L'arrêté du 5 mai 2010 admet que l'appel puisse être fait par voie électronique. Je me permets à cet égard de vous renvoyer à un arrêt publié de la deuxième chambre civile de la Cour de cassation du 10 novembre 2016, que j'avais eu l'occasion de commenter dans Dalloz Avocats.
C'est de cette manière que l'avocat voulait procéder, et nous pouvons le comprendre. C'est d'ailleurs de cette manière que nous procédons au cabinet.
Mais, catastrophe ! le RPVA avait lâché ! Impossible donc pour notre malheureux confrère d'envoyer son acte par voie électronique.

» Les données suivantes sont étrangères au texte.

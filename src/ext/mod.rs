mod normalized_path_ext;

pub use normalized_path_ext::NormalizedPathExt;
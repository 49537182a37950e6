const UNITS: [&str; 9] = ["B", "KB", "MB", "GB", "TB", "PB", "EB", "ZB", "YB"];
const STEP: f64 = 1024.0;

// Every f64 has an exact decimal expansion shorter than this
const MAX_PRECISION: usize = 1100;
const EXACT_INTEGER_LIMIT: f64 = 9_007_199_254_740_992.0;

pub const DEFAULT_DECIMALS: usize = 2;

/// Human readable size with two decimals, e.g. `1.50 KB`.
pub fn format(bytes: u64) -> String {
    format_with(bytes, DEFAULT_DECIMALS)
}

/// Human readable size in base-1024 units. Plain bytes are always printed
/// without decimals.
pub fn format_with(bytes: u64, decimals: usize) -> String {
    let exponent = exponent_of(bytes);
    let unit = UNITS[exponent];
    let decimals = if exponent == 0 { 0 } else { decimals };

    let value = bytes as f64 / STEP.powi(exponent as i32);
    let shown = decimals.min(MAX_PRECISION);
    let mut number = format!("{:.*}", shown, round_half_away(value, decimals));
    number.extend(std::iter::repeat_n('0', decimals - shown));
    format!("{number} {unit}")
}

/// Largest `e` with `1024^e <= bytes`, computed on integers so exact powers
/// never land one unit short.
fn exponent_of(bytes: u64) -> usize {
    let mut exponent = 0;
    let mut remaining = bytes;
    while remaining >= 1024 && exponent < UNITS.len() - 1 {
        remaining /= 1024;
        exponent += 1;
    }
    exponent
}

fn round_half_away(value: f64, decimals: usize) -> f64 {
    let factor = i32::try_from(decimals).map_or(f64::INFINITY, |decimals| 10f64.powi(decimals));
    let scaled = value * factor;
    // From 2^53 on every f64 is integral, so there is nothing left to round
    if scaled.is_nan() || scaled.abs() >= EXACT_INTEGER_LIMIT {
        return value;
    }
    scaled.round() / factor
}

#[cfg(test)]
mod tests {
    use super::*;
    use rstest::*;

    #[rstest]
    #[case(0, "0 B")]
    #[case(1, "1 B")]
    #[case(1023, "1023 B")]
    #[case(1024, "1.00 KB")]
    #[case(1536, "1.50 KB")]
    #[case(1_048_576, "1.00 MB")]
    #[case(5_368_709_120, "5.00 GB")]
    #[case(u64::MAX, "16.00 EB")]
    fn formats_with_default_decimals(#[case] bytes: u64, #[case] expected: &str) {
        assert_eq!(format(bytes), expected);
    }

    #[rstest]
    #[case(1536, 1, "1.5 KB")]
    #[case(1536, 0, "2 KB")]
    #[case(1152, 2, "1.13 KB")]
    #[case(500, 3, "500 B")]
    #[case(1_572_864, 4, "1.5000 MB")]
    fn formats_with_requested_decimals(
        #[case] bytes: u64,
        #[case] decimals: usize,
        #[case] expected: &str,
    ) {
        assert_eq!(format_with(bytes, decimals), expected);
    }

    #[rstest]
    #[case(20)]
    #[case(330)]
    #[case(400)]
    #[case(70_000)]
    fn huge_decimal_counts_keep_the_value(#[case] decimals: usize) {
        let formatted = format_with(1536, decimals);

        assert!(formatted.starts_with("1.5000"));
        assert!(formatted.ends_with(" KB"));
        assert_eq!(formatted.len(), "1.".len() + decimals + " KB".len());
    }
}
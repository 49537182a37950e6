use std::path::{MAIN_SEPARATOR_STR, Path};
use std::sync::LazyLock;

use regex::Regex;

static ABSOLUTE_PATTERN: LazyLock<Regex> = LazyLock::new(|| {
    Regex::new(r"(?i)^(?:(?:[a-z]:)?[/\\]|[a-z][a-z0-9+.\-]*://)")
        .expect("absolute path pattern is valid")
});

fn is_separator(c: char) -> bool {
    c == '/' || c == '\\'
}

/// Splits on runs of separators, so `a//b` gives `["a", "b"]` while a leading
/// or trailing run still produces exactly one empty segment.
fn segments(path: &str) -> Vec<&str> {
    let pieces = path.split(is_separator).collect::<Vec<_>>();
    let last = pieces.len() - 1;

    pieces
        .into_iter()
        .enumerate()
        .filter(|(index, piece)| !piece.is_empty() || *index == 0 || *index == last)
        .map(|(_, piece)| piece)
        .collect()
}

/// Resolves `.` and `..` segments and canonicalizes separators without
/// touching the filesystem.
///
/// Leading `..` segments and the root marker of an absolute path are kept
/// as they are, so `../a` stays relative and `/..` stays `/..`.
pub fn normalize(path: &str) -> String {
    if path.is_empty() {
        return String::new();
    }

    let mut retained: Vec<&str> = Vec::new();
    for segment in segments(path) {
        match segment {
            "." => {}
            ".." if matches!(retained.last(), Some(last) if *last != ".." && !last.is_empty()) => {
                retained.pop();
            }
            _ => retained.push(segment),
        }
    }

    if retained == [""] {
        MAIN_SEPARATOR_STR.to_string()
    } else {
        retained.join(MAIN_SEPARATOR_STR)
    }
}

/// [`normalize`] for an OS path, going through its lossy UTF-8 form.
pub fn normalize_path(path: &Path) -> String {
    normalize(&path.to_string_lossy())
}

/// Joins the fragments with `/` and normalizes the result.
pub fn join<I, S>(paths: I) -> String
where
    I: IntoIterator<Item = S>,
    S: AsRef<str>,
{
    let joined = paths
        .into_iter()
        .map(|path| path.as_ref().to_string())
        .collect::<Vec<_>>()
        .join("/");
    normalize(&joined)
}

/// True for `/x`, `\x`, `C:\x`, `c:/x` and `scheme://...` style paths.
pub fn is_absolute(path: &str) -> bool {
    ABSOLUTE_PATTERN.is_match(path)
}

Et le bureau de poste était fermé... ce à quoi il pourrait être répondu que la lettre recommandée par voie électronique, ça existe... ce à quoi on peut aussi rétorquer que ce que contient une lettre électronique, n'est par définition que la copie d'un acte de procédure, sans pouvoir être l'acte de procédure lui-même.
Par conséquent, je doute de la régularité d'un envoi par lettre recommandée électronique, même s'il est vrai aussi que l'absence d'une signature relèverait de la nullité pour vice de forme. Mais ce qui me gêne le plus, est que la nature "acte de procédure" du document joint est très discutable.
Face à cette impossibilité, notre confrère va donc régulariser son appel le lendemain, soit hors délai.
La cour d'appel a déclaré l'appel irrecevable.
Si la cour d'appel admet effectivement que l'appel peut être fait par RPVA, elle considère en revanche que "ces dispositions (prévoyant une prorogation du délai au premier jour ouvrable) s'inscrivent dans le cadre de la procédure avec représentation obligatoire alors qu'en procédure sans représentation obligatoire la transmission de la déclaration d'appel par voie électronique s'avère être une formalité non obligatoire, qu'ainsi ces dispositions ne sauraient avoir vocation à s'appliquer en cas de dysfonctionnement du système RPVA".
La Cour de cassation n'est pas de cet avis et l'arrêt est cassé (Civ. 2e, 17 mai 2018, n° 17-20001, Bull. civ.).
Cet arrêt nous paraît conforme.
Rien ne justifierait un régime différent selon que la procédure est avec ou sans représentation obligatoire.
Quand bien même l'utilisation du RPVA n'est qu'une faculté, lorsque la représentation n'est pas obligatoire, l'avocat doit pouvoir avoir la même protection que lorsqu'il est obligé de transmettre son acte de procédure par voie électronique.
En conséquence, les dispositions communes concernant la communication électronique, prévoyant une prorogation du délai en cas de cause étrangère, s'appliquent devant toutes les juridictions, que la procédure soit avec ou sans représentation obligatoire.
La différence entre ces procédures ne se fera pas au regard des règles du Code de procédure civile, mais de l'arrêté technique qui sera soit celui du 5 mai 2010 pour les procédures sans représentation obligatoire, et celui du 30 janvier 2011 pour les procédures avec représentation obligatoire.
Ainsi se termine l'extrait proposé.